The Chubby lock service for loosely-coupled distributed systems – Google Research
How can autonomous, mutually-distrusting parties cooperate safely and effectively? Storage systems often emphasize latency , availability , and durability. While changes of the lock ownership are typically infrequent, clients tend to periodically poll the lock, creating a lot of read traffic. While understanding the merits and limits of a system is essential, adopting values without reflection may lock you into supporting a system that requires heroic efforts to meet its targets, and that cannot be improved without significant redesign.

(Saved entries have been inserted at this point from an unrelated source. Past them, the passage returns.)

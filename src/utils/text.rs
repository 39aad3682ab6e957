use std::fmt::Display;

use itertools::Itertools;

/// Formats items as a comma-separated list of double-quoted strings.
pub fn quoted_list<T: Display>(items: &[T]) -> String {
    items.iter().map(|item| format!("\"{item}\"")).join(", ")
}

Description: Some metrics are seemingly straightforward, like the number of requests per second served, but even this apparently straightforward measurement implicitly aggregates data over the measurement window. This is from page 13 of the paper: "Originally, we did not appreciate the critical need to cache the absence of files, nor to reuse open file handles. Companies care about cheap computing. So much for the theory—now for the experience. Can we access the data on demand?